§ **EXERCISE DETAILS**: Copy each line of the entries that includes the word "errors".

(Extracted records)
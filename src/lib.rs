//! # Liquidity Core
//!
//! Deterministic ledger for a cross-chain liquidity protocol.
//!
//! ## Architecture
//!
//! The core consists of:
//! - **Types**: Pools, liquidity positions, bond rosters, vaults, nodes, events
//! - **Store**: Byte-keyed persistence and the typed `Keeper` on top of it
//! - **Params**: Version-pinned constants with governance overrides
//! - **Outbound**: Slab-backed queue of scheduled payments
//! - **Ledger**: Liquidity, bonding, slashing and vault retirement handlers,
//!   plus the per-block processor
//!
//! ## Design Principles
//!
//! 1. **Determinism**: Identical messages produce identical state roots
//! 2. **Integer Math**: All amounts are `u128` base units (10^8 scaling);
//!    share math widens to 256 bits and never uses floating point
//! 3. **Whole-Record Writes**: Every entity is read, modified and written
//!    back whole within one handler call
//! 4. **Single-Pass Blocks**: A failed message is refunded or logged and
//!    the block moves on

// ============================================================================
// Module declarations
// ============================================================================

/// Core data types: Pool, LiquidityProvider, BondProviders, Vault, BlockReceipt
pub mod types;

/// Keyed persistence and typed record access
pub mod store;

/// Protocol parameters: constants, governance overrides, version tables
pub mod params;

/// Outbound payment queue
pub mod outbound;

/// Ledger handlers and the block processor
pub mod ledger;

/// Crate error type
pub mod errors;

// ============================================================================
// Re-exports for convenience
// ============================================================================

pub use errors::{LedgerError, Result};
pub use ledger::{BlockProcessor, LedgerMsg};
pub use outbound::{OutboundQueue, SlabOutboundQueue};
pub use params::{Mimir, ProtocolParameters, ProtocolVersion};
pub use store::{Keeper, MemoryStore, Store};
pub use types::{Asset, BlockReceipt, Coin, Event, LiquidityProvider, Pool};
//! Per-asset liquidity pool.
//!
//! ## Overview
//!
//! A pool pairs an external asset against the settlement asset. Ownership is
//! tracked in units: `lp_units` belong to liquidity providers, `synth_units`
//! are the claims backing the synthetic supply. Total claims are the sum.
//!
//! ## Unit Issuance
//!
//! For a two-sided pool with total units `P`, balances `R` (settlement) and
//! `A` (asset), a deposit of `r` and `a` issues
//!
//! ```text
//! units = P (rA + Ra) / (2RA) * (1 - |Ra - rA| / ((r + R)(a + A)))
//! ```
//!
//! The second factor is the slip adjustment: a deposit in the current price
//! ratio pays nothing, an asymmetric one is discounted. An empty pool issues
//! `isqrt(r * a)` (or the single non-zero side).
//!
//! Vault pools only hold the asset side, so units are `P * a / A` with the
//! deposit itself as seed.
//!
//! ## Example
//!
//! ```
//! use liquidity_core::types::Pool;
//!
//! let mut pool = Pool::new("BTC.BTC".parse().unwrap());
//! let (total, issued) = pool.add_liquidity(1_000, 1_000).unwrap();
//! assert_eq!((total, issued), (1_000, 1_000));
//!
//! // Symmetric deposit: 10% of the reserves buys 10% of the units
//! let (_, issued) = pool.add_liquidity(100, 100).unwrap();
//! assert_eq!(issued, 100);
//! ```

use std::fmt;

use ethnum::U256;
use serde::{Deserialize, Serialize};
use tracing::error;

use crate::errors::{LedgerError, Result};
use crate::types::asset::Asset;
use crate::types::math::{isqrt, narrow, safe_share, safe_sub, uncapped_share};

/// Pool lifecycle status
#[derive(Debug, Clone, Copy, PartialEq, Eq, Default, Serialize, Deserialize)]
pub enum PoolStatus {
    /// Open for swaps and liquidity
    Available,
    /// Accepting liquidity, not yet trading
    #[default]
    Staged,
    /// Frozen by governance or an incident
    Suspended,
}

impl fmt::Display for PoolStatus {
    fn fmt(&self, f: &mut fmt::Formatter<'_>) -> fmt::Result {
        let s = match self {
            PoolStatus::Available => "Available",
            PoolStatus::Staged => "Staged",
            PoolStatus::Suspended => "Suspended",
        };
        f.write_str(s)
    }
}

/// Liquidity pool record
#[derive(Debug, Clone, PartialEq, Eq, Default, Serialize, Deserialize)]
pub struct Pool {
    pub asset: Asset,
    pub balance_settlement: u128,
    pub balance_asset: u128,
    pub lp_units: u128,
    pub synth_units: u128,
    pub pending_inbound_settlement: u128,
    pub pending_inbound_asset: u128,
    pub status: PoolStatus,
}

§ **RESPONSE FOR THIS EXERCISE**:
pub mod errors;
pub use errors::{LedgerError, Result};
use crate::errors::{LedgerError, Result};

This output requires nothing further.